Now switch the meter from the standard resistor to the search coil. On inserting the
search coil into the solenoid you should see a reading of a few mV and can proceed
with the following investigations. It may be necessary to change ranges on the
voltmeter from time to time and you should check the current through the solenoid at
intervals to see whether it is remaining constant.
3.1 Experiment 1
Use the search coil to investigate the variation of B, the magnetic flux density, along
the axis of the solenoid (see equation 6). Do a preliminary run to decide how many
observations you need; where the field is varying slowly observations can be fairly
widely spaced but you need more where it is changing rapidly with position. Take
care over the measurement of the distance of the search coil from the ends of the
solenoid using the callipers provided. It is a sensible precaution to remove all metal
objects e.g. rulers and callipers from the vicinity of the coils before taking the
voltmeter readings. Why? Information about all the coils used in this experiment can
be found in section 4.
Please read and observe the precautions mentioned at the beginning of section 4
when using metal measuring instruments on any of the coils.
Measure the appropriate dimensions of the solenoid (see section 4) and use these,
together with the measured value of the current, so calculate values of Brms for each
position of the search coil.
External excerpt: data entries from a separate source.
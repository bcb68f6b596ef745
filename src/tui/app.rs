use crossterm::event::{MouseButton, MouseEvent, MouseEventKind};
use ratatui::layout::{Position, Rect};
use ratatui::widgets::ListState;

use crate::app::{AppError, Result};
use crate::fetcher::supervisor::FetchEvent;
use crate::navigation::Navigator;
use crate::registry::{LoadSummary, Registry};
use crate::render::TextRenderer;
use crate::tui::event::Action;

#[derive(Debug, Clone, Copy, PartialEq, Eq)]
pub enum ActivePane {
    Sources,
    Topics,
    Content,
}

impl ActivePane {
    pub fn next(self) -> Self {
        match self {
            ActivePane::Sources => ActivePane::Topics,
            ActivePane::Topics => ActivePane::Content,
            ActivePane::Content => ActivePane::Sources,
        }
    }

    pub fn prev(self) -> Self {
        match self {
            ActivePane::Sources => ActivePane::Content,
            ActivePane::Topics => ActivePane::Sources,
            ActivePane::Content => ActivePane::Topics,
        }
    }
}

pub const PAGE_SIZE: usize = 10;

/// Cursor of a list pane.
///
/// The cursor is hidden until the pane is put in cursor mode (Enter, a
/// movement key or a click). In cursor mode Enter selects the cursor row.
#[derive(Debug, Default)]
pub struct ListCursor {
    pub state: ListState,
    pub cursor_mode: bool,
}

impl ListCursor {
    pub fn index(&self) -> usize {
        self.state.selected().unwrap_or(0)
    }

    fn move_by(&mut self, delta: isize, len: usize) {
        self.cursor_mode = true;
        if len == 0 {
            self.state.select(None);
            return;
        }
        let max = (len - 1) as isize;
        let next = (self.index() as isize + delta).clamp(0, max);
        self.state.select(Some(next as usize));
    }

    fn reset(&mut self) {
        self.state = ListState::default();
        self.cursor_mode = false;
    }
}

/// Screen areas of the visible panes, recorded at draw time for mouse hits.
#[derive(Debug, Default, Clone, Copy)]
pub struct PaneAreas {
    pub sources: Option<Rect>,
    pub topics: Option<Rect>,
    pub content: Option<Rect>,
}

pub struct TuiApp {
    pub navigator: Navigator,
    pub active_pane: ActivePane,
    pub sources: ListCursor,
    pub topics: ListCursor,
    pub content_scroll: u16,
    pub status_message: Option<String>,
    pub summary: LoadSummary,
    /// The opened source received topics after it was opened.
    pub topics_stale: bool,
    pub areas: PaneAreas,
}

impl TuiApp {
    pub fn new(registry: &Registry) -> Self {
        Self {
            navigator: Navigator::new(registry),
            active_pane: ActivePane::Sources,
            sources: ListCursor::default(),
            topics: ListCursor::default(),
            content_scroll: 0,
            status_message: None,
            summary: registry.summary(),
            topics_stale: false,
            areas: PaneAreas::default(),
        }
    }

    pub fn should_quit(&self) -> bool {
        self.navigator.should_quit()
    }

    pub fn handle_action(
        &mut self,
        action: Action,
        registry: &Registry,
        renderer: &dyn TextRenderer,
    ) {
        match action {
            Action::Quit => self.navigator.quit(),
            Action::Select => self.select_at_cursor(registry, renderer),
            Action::MoveUp => self.move_cursor(-1),
            Action::MoveDown => self.move_cursor(1),
            Action::PageUp => self.move_cursor(-(PAGE_SIZE as isize)),
            Action::PageDown => self.move_cursor(PAGE_SIZE as isize),
            Action::NextPane => self.active_pane = self.active_pane.next(),
            Action::PrevPane => self.active_pane = self.active_pane.prev(),
            Action::None => {}
        }
    }

    fn move_cursor(&mut self, delta: isize) {
        match self.active_pane {
            ActivePane::Sources => {
                let len = self.navigator.source_count();
                self.sources.move_by(delta, len);
            }
            ActivePane::Topics => {
                let len = self.navigator.topic_count();
                self.topics.move_by(delta, len);
            }
            ActivePane::Content => {
                self.content_scroll = if delta < 0 {
                    self.content_scroll.saturating_sub(delta.unsigned_abs() as u16)
                } else {
                    self.content_scroll.saturating_add(delta as u16)
                };
            }
        }
    }

    fn select_at_cursor(&mut self, registry: &Registry, renderer: &dyn TextRenderer) {
        match self.active_pane {
            ActivePane::Sources if !self.sources.cursor_mode => {
                self.sources.cursor_mode = true;
                self.sources.state.select(Some(self.sources.index()));
            }
            ActivePane::Sources => {
                let row = self.sources.index();
                self.open_source(row, registry);
            }
            ActivePane::Topics if !self.topics.cursor_mode => {
                self.topics.cursor_mode = true;
                self.topics.state.select(Some(self.topics.index()));
            }
            ActivePane::Topics => {
                let row = self.topics.index();
                self.open_topic(row, renderer);
            }
            ActivePane::Content => {}
        }
    }

    fn open_source(&mut self, row: usize, registry: &Registry) {
        if self.navigator.select_source(row, registry) {
            self.topics.reset();
            self.content_scroll = 0;
            self.topics_stale = false;
            self.active_pane = ActivePane::Topics;
        }
    }

    fn open_topic(&mut self, row: usize, renderer: &dyn TextRenderer) {
        if self.navigator.select_topic(row, renderer) {
            self.content_scroll = 0;
        }
    }

    pub fn handle_mouse(
        &mut self,
        mouse: MouseEvent,
        registry: &Registry,
        renderer: &dyn TextRenderer,
    ) {
        let position = Position::new(mouse.column, mouse.row);
        let hit = |area: Option<Rect>| area.filter(|a| a.contains(position));

        match mouse.kind {
            MouseEventKind::Down(MouseButton::Left) => {
                if let Some(area) = hit(self.areas.sources) {
                    self.active_pane = ActivePane::Sources;
                    if let Some(row) = row_at(area, &self.sources.state, mouse.row) {
                        if row < self.navigator.source_count() {
                            self.sources.cursor_mode = true;
                            self.sources.state.select(Some(row));
                            self.open_source(row, registry);
                        }
                    }
                } else if let Some(area) = hit(self.areas.topics) {
                    self.active_pane = ActivePane::Topics;
                    if let Some(row) = row_at(area, &self.topics.state, mouse.row) {
                        if row < self.navigator.topic_count() {
                            self.topics.cursor_mode = true;
                            self.topics.state.select(Some(row));
                            self.open_topic(row, renderer);
                        }
                    }
                } else if hit(self.areas.content).is_some() {
                    self.active_pane = ActivePane::Content;
                }
            }
            MouseEventKind::ScrollDown if hit(self.areas.content).is_some() => {
                self.content_scroll = self.content_scroll.saturating_add(1);
            }
            MouseEventKind::ScrollUp if hit(self.areas.content).is_some() => {
                self.content_scroll = self.content_scroll.saturating_sub(1);
            }
            _ => {}
        }
    }

    /// Apply a progress event from the fetch supervisor.
    ///
    /// With `fail_fast` a failed source is returned as an error and the
    /// caller is expected to stop.
    pub fn handle_fetch_event(
        &mut self,
        event: FetchEvent,
        registry: &Registry,
        fail_fast: bool,
    ) -> Result<()> {
        match event {
            FetchEvent::Loaded { source, count } => {
                let name = source_name(registry, source);
                self.set_status(format!("Loaded {} topics from {}", count, name));
            }
            FetchEvent::Failed { source, reason } => {
                let name = source_name(registry, source);
                if fail_fast {
                    return Err(AppError::FetchAborted(format!("{}: {}", name, reason)));
                }
                self.set_status(format!("{} unavailable: {}", name, reason));
            }
            FetchEvent::Finished(summary) => {
                self.set_status(summary.to_string());
            }
        }

        self.summary = registry.summary();
        self.topics_stale = self.navigator.is_stale(registry);
        Ok(())
    }

    pub fn set_status(&mut self, message: String) {
        self.status_message = Some(message);
    }
}

fn source_name(registry: &Registry, index: usize) -> String {
    registry
        .snapshot(index)
        .map(|s| s.name.clone())
        .unwrap_or_else(|| format!("source {}", index))
}

/// List row under screen line `y` for a bordered list drawn in `area`.
fn row_at(area: Rect, state: &ListState, y: u16) -> Option<usize> {
    let first = area.y.checked_add(1)?;
    let last = (area.y + area.height).checked_sub(1)?;
    if y < first || y >= last {
        return None;
    }
    Some((y - first) as usize + state.offset())
}
//! Turning a topic into the text shown in the content pane.

use crate::app::{AppError, Result};
use crate::domain::Topic;

/// Line width handed to the HTML converter. The content pane wraps on its
/// own, so this only needs to be wide enough to avoid hard breaks.
pub const RENDER_WIDTH: usize = 1000;

/// Converts a body that may contain HTML into plain text.
pub trait TextRenderer {
    fn to_plain_text(&self, html: &str) -> Result<String>;
}

pub struct Html2TextRenderer {
    width: usize,
}

impl Html2TextRenderer {
    pub fn new() -> Self {
        Self {
            width: RENDER_WIDTH,
        }
    }
}

impl Default for Html2TextRenderer {
    fn default() -> Self {
        Self::new()
    }
}

impl TextRenderer for Html2TextRenderer {
    fn to_plain_text(&self, html: &str) -> Result<String> {
        html2text::config::plain()
            .string_from_read(html.as_bytes(), self.width)
            .map(|text| text.trim_end().to_string())
            .map_err(|e| AppError::Render(e.to_string()))
    }
}

/// Text for the content pane.
#[derive(Debug, Clone, PartialEq, Eq)]
pub enum ContentView {
    Rendered(String),
    /// The body could not be converted; `text` still carries the title.
    Failed { text: String, reason: String },
}

impl ContentView {
    pub fn text(&self) -> &str {
        match self {
            ContentView::Rendered(text) => text,
            ContentView::Failed { text, .. } => text,
        }
    }

    pub fn is_failed(&self) -> bool {
        matches!(self, ContentView::Failed { .. })
    }
}

/// Title, a blank line, then the plain-text body.
pub fn render_topic(renderer: &dyn TextRenderer, topic: &Topic) -> ContentView {
    match renderer.to_plain_text(&topic.text) {
        Ok(body) => ContentView::Rendered(format!("{} \n\n{}", topic.name, body)),
        Err(e) => {
            let reason = e.to_string();
            tracing::warn!("Failed to render \"{}\": {}", topic.name, reason);
            ContentView::Failed {
                text: format!("{} \n\nUnable to render content: {}", topic.name, reason),
                reason,
            }
        }
    }
}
Use equation (1). Use the mathcad programme solenoid to
calculate the B-fields from your measured emfs. But before using the programme you
must make two “hand” calculations – one for a position near the centre of the solenoid
and one for a position just outside the windings. If these show reasonable agreement
with the search-coil results, proceed with the computer programme and to make sure
that you are using it properly.
In an ideal situation, values of Brms determined experimentally and theoretically
should, of course, agree with each other to within the limits of experimental error; but
practical arrangements do not always conform to ideal specifications so you should be
on the look-out for, and try to explain, any significant discrepancies between the
results obtained by the two methods.
3.2 Experiment 2
Replace the solenoid by one pair of plane coils and investigate the magnetic field
along its axis. Modify the mathcad programme solenoid to calculate the magnetic
field for this case.
3.3 Experiment 3
Connect both plane coils in series, with the current circulating in the same sense in
both. Make investigations of this well-known (Helmholtz) arrangement. What useful
properties does it have? What happens if you reverse the connections to one coil?
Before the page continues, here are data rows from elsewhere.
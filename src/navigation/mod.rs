//! Three-level selection state machine: sources, then topics, then content.
//!
//! Selecting a source takes a snapshot of its registry slot; topic rows and
//! content are derived from that snapshot only, so a fetch that lands while
//! the pane is open shows up once the source is selected again.
//!
//! The highlighted row of each list is whatever was selected last. Rows are
//! rebuilt from the selected index, so every row other than the selected one
//! is reported unselected.

use std::sync::Arc;

use crate::domain::Source;
use crate::registry::Registry;
use crate::render::{render_topic, ContentView, TextRenderer};

#[derive(Debug, Clone, Copy, PartialEq, Eq)]
pub enum NavState {
    ViewingSources,
    ViewingTopics { source: usize },
    ViewingContent { source: usize, topic: usize },
}

impl NavState {
    pub fn source(&self) -> Option<usize> {
        match *self {
            NavState::ViewingSources => None,
            NavState::ViewingTopics { source } | NavState::ViewingContent { source, .. } => {
                Some(source)
            }
        }
    }

    pub fn topic(&self) -> Option<usize> {
        match *self {
            NavState::ViewingContent { topic, .. } => Some(topic),
            _ => None,
        }
    }
}

/// One line of a list pane.
#[derive(Debug, Clone, PartialEq, Eq)]
pub struct Row {
    pub label: String,
    pub selected: bool,
}

pub struct Navigator {
    state: NavState,
    source_names: Vec<String>,
    opened: Option<Arc<Source>>,
    content: Option<ContentView>,
    should_quit: bool,
}

impl Navigator {
    /// Start in [`NavState::ViewingSources`] with every source name listed.
    pub fn new(registry: &Registry) -> Self {
        Self {
            state: NavState::ViewingSources,
            source_names: registry.names(),
            opened: None,
            content: None,
            should_quit: false,
        }
    }

    pub fn state(&self) -> NavState {
        self.state
    }

    pub fn source_count(&self) -> usize {
        self.source_names.len()
    }

    pub fn topic_count(&self) -> usize {
        self.opened.as_ref().map_or(0, |s| s.topics().len())
    }

    pub fn source_rows(&self) -> Vec<Row> {
        let selected = self.state.source();
        self.source_names
            .iter()
            .enumerate()
            .map(|(i, name)| Row {
                label: name.clone(),
                selected: selected == Some(i),
            })
            .collect()
    }

    /// Rows of the opened source, empty when none is open or it has no topics.
    pub fn topic_rows(&self) -> Vec<Row> {
        let selected = self.state.topic();
        self.opened
            .iter()
            .flat_map(|source| source.topics())
            .enumerate()
            .map(|(i, topic)| Row {
                label: topic.name.clone(),
                selected: selected == Some(i),
            })
            .collect()
    }

    /// The snapshot taken when the current source was selected.
    pub fn opened_source(&self) -> Option<&Source> {
        self.opened.as_deref()
    }

    pub fn content(&self) -> Option<&ContentView> {
        self.content.as_ref()
    }

    /// Open source `row`. Rows outside the list are ignored.
    pub fn select_source(&mut self, row: usize, registry: &Registry) -> bool {
        if row >= self.source_names.len() {
            return false;
        }
        let Some(snapshot) = registry.snapshot(row) else {
            return false;
        };

        tracing::debug!(
            "Selected source {} ({} topics)",
            snapshot.name,
            snapshot.topics().len()
        );

        self.opened = Some(snapshot);
        self.content = None;
        self.state = NavState::ViewingTopics { source: row };
        true
    }

    /// Show topic `row` of the opened source. Ignored when no source is open
    /// or the row does not exist in the snapshot.
    pub fn select_topic(&mut self, row: usize, renderer: &dyn TextRenderer) -> bool {
        let Some(source) = self.state.source() else {
            return false;
        };
        let Some(topic) = self.opened.as_ref().and_then(|s| s.topic(row)) else {
            return false;
        };

        self.content = Some(render_topic(renderer, topic));
        self.state = NavState::ViewingContent { source, topic: row };
        true
    }

    /// Whether the registry holds a newer value for the opened source.
    pub fn is_stale(&self, registry: &Registry) -> bool {
        match (self.state.source(), &self.opened) {
            (Some(index), Some(opened)) => registry
                .snapshot(index)
                .is_some_and(|current| !Arc::ptr_eq(&current, opened)),
            _ => false,
        }
    }

    pub fn quit(&mut self) {
        self.should_quit = true;
    }

    pub fn should_quit(&self) -> bool {
        self.should_quit
    }
}

#[cfg(test)]
mod tests {
    use super::*;
    use crate::domain::Topic;
    use crate::render::Html2TextRenderer;

    fn registry() -> Registry {
        Registry::new(vec![
            Source::new("Jobs DOU PHP", "https://jobs.dou.ua/vacancies/feeds/?category=PHP"),
            Source::new("Jobs DOU Golang", "https://jobs.dou.ua/vacancies/feeds/?category=Golang"),
            Source::new("Jobs DOU Architect", "https://jobs.dou.ua/vacancies/feeds/?category=Architect"),
        ])
    }

    fn selected(rows: &[Row]) -> Vec<usize> {
        rows.iter()
            .enumerate()
            .filter(|(_, r)| r.selected)
            .map(|(i, _)| i)
            .collect()
    }

    #[test]
    fn test_initial_state_lists_sources() {
        let nav = Navigator::new(&registry());

        assert_eq!(nav.state(), NavState::ViewingSources);
        let labels: Vec<String> = nav.source_rows().into_iter().map(|r| r.label).collect();
        assert_eq!(labels, vec!["Jobs DOU PHP", "Jobs DOU Golang", "Jobs DOU Architect"]);
        assert!(selected(&nav.source_rows()).is_empty());
        assert!(nav.topic_rows().is_empty());
        assert!(nav.content().is_none());
    }

    #[test]
    fn test_select_source_highlights_only_that_row() {
        let registry = registry();
        registry
            .publish(1, vec![Topic::new("a", "", ""), Topic::new("b", "", "")])
            .unwrap();
        let mut nav = Navigator::new(&registry);

        assert!(nav.select_source(0, &registry));
        assert!(nav.select_source(1, &registry));

        assert_eq!(nav.state(), NavState::ViewingTopics { source: 1 });
        assert_eq!(selected(&nav.source_rows()), vec![1]);

        let topics = nav.topic_rows();
        assert_eq!(topics.len(), 2);
        assert_eq!(topics[0].label, "a");
        assert!(selected(&topics).is_empty());
    }

    #[test]
    fn test_select_pending_source_has_no_topics() {
        let registry = registry();
        let mut nav = Navigator::new(&registry);

        assert!(nav.select_source(2, &registry));
        assert!(nav.topic_rows().is_empty());
        assert_eq!(nav.topic_count(), 0);
        assert!(!nav.select_topic(0, &Html2TextRenderer::new()));
        assert_eq!(nav.state(), NavState::ViewingTopics { source: 2 });
    }

    #[test]
    fn test_select_unavailable_source_exposes_reason() {
        let registry = registry();
        registry.mark_unavailable(0, "Fetch timed out after 60s").unwrap();
        let mut nav = Navigator::new(&registry);

        nav.select_source(0, &registry);
        assert!(nav.topic_rows().is_empty());
        assert_eq!(
            nav.opened_source().and_then(|s| s.unavailable_reason()),
            Some("Fetch timed out after 60s")
        );
    }

    #[test]
    fn test_out_of_range_selection_is_ignored() {
        let registry = registry();
        let mut nav = Navigator::new(&registry);

        assert!(!nav.select_source(3, &registry));
        assert_eq!(nav.state(), NavState::ViewingSources);
        assert!(!nav.select_topic(0, &Html2TextRenderer::new()));
    }

    #[test]
    fn test_select_topic_renders_content() {
        let registry = registry();
        registry
            .publish(1, vec![Topic::new("Backend Engineer", "Acme", "<p>Great job</p>")])
            .unwrap();
        let mut nav = Navigator::new(&registry);
        let renderer = Html2TextRenderer::new();

        nav.select_source(1, &registry);
        assert!(nav.select_topic(0, &renderer));

        assert_eq!(nav.state(), NavState::ViewingContent { source: 1, topic: 0 });
        assert_eq!(selected(&nav.topic_rows()), vec![0]);
        assert_eq!(
            nav.content().map(|c| c.text()),
            Some("Backend Engineer \n\nGreat job")
        );
    }

    #[test]
    fn test_reselecting_topic_is_idempotent() {
        let registry = registry();
        registry
            .publish(0, vec![Topic::new("x", "", "<p>one</p>"), Topic::new("y", "", "<p>two</p>")])
            .unwrap();
        let mut nav = Navigator::new(&registry);
        let renderer = Html2TextRenderer::new();

        nav.select_source(0, &registry);
        nav.select_topic(1, &renderer);
        let first = nav.content().cloned();
        let first_rows = nav.topic_rows();

        nav.select_topic(1, &renderer);
        assert_eq!(nav.content().cloned(), first);
        assert_eq!(nav.topic_rows(), first_rows);
        assert_eq!(nav.state(), NavState::ViewingContent { source: 0, topic: 1 });
    }

    #[test]
    fn test_switching_source_clears_content() {
        let registry = registry();
        registry.publish(0, vec![Topic::new("x", "", "body")]).unwrap();
        let mut nav = Navigator::new(&registry);

        nav.select_source(0, &registry);
        nav.select_topic(0, &Html2TextRenderer::new());
        nav.select_source(2, &registry);

        assert_eq!(nav.state(), NavState::ViewingTopics { source: 2 });
        assert!(nav.content().is_none());
        assert!(nav.topic_rows().is_empty());
    }

    #[test]
    fn test_open_pane_is_a_snapshot() {
        let registry = registry();
        let mut nav = Navigator::new(&registry);

        nav.select_source(1, &registry);
        assert!(!nav.is_stale(&registry));

        registry.publish(1, vec![Topic::new("late", "", "")]).unwrap();
        assert!(nav.topic_rows().is_empty());
        assert!(nav.is_stale(&registry));

        nav.select_source(1, &registry);
        assert_eq!(nav.topic_rows()[0].label, "late");
        assert!(!nav.is_stale(&registry));
    }

    #[test]
    fn test_quit_from_any_state() {
        let registry = registry();

        let mut idle = Navigator::new(&registry);
        idle.quit();

        let mut browsing = Navigator::new(&registry);
        browsing.select_source(0, &registry);
        browsing.quit();

        assert!(idle.should_quit());
        assert!(browsing.should_quit());
    }
}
Again, modify the mathcad programme solenoid to calculate the magnetic field for
the two coils.
4 Dimensions of Coils
These coils are easily damaged by metal measuring instruments. Please ensure that
your measurements do not remove the enamel or distort the wire!
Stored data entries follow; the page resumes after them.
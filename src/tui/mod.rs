pub mod app;
pub mod event;
pub mod layout;

use std::io::{self, Stdout};
use std::time::Duration;

use crossterm::{
    event::{DisableMouseCapture, EnableMouseCapture},
    execute,
    terminal::{disable_raw_mode, enable_raw_mode, EnterAlternateScreen, LeaveAlternateScreen},
};
use ratatui::{backend::CrosstermBackend, Terminal};
use tokio::sync::mpsc;

use crate::app::{AppContext, Result};
use crate::fetcher::supervisor::FetchEvent;
use crate::registry::LoadSummary;

use self::app::TuiApp;
use self::event::{AppEvent, EventHandler};

type Tui = Terminal<CrosstermBackend<Stdout>>;

/// Start fetching every source and run the UI until the user quits.
///
/// Returns the load summary at exit. Fails on terminal errors, and on the
/// first failed fetch when `fetch.fail_fast` is set.
pub async fn run(ctx: &AppContext) -> Result<LoadSummary> {
    let (tx, mut rx) = mpsc::unbounded_channel();
    let supervisor = ctx.supervisor().spawn(ctx.registry.clone(), tx);

    let mut terminal = setup_terminal()?;
    let result = run_app(&mut terminal, ctx, &mut rx).await;
    restore_terminal(&mut terminal)?;

    supervisor.abort();
    result.map(|_| ctx.registry.summary())
}

fn setup_terminal() -> Result<Tui> {
    enable_raw_mode()?;
    let mut stdout = io::stdout();
    execute!(stdout, EnterAlternateScreen, EnableMouseCapture)?;
    let backend = CrosstermBackend::new(stdout);
    let terminal = Terminal::new(backend)?;
    Ok(terminal)
}

fn restore_terminal(terminal: &mut Tui) -> Result<()> {
    disable_raw_mode()?;
    execute!(
        terminal.backend_mut(),
        LeaveAlternateScreen,
        DisableMouseCapture
    )?;
    terminal.show_cursor()?;
    Ok(())
}

async fn run_app(
    terminal: &mut Tui,
    ctx: &AppContext,
    events: &mut mpsc::UnboundedReceiver<FetchEvent>,
) -> Result<()> {
    let mut tui_app = TuiApp::new(&ctx.registry);
    let event_handler = EventHandler::new(Duration::from_millis(100));
    let colors = &ctx.config.colors;
    let fail_fast = ctx.config.fetch.fail_fast;

    loop {
        terminal.draw(|frame| layout::render(frame, &mut tui_app, colors))?;

        match event_handler.next()? {
            AppEvent::Key(key) => {
                let action = ctx.config.keybindings.get_action(&key);
                tui_app.handle_action(action, &ctx.registry, &ctx.renderer);
            }
            AppEvent::Mouse(mouse) => {
                tui_app.handle_mouse(mouse, &ctx.registry, &ctx.renderer);
            }
            AppEvent::Tick => {}
        }

        while let Ok(event) = events.try_recv() {
            tui_app.handle_fetch_event(event, &ctx.registry, fail_fast)?;
        }

        if tui_app.should_quit() {
            break;
        }
    }

    Ok(())
}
Search coil data: The search coils were wound on a former of diameter 17.32 mm.
You may take this as the internal diameter of the coil. The coils have a single
layer winding, which has 10 turns (34 s.w.g., diameter 0.2337 mm, enamel
covered).
Solenoid: You may determine all you need to know by direct observation. The
solenoid has a single layer of wire (30 s.w.g., diameter 0.3150 mm, enamel
covered).
Plane coils: Each of the plane coils was wound on a former of diameter 20.0 cm.
Note the relationship between this and the separation of the two coils as
mounted. The number of turns on each coil is 72, wound in three layers (24
s.w.g., diameter 0.5588 mm, enamel covered.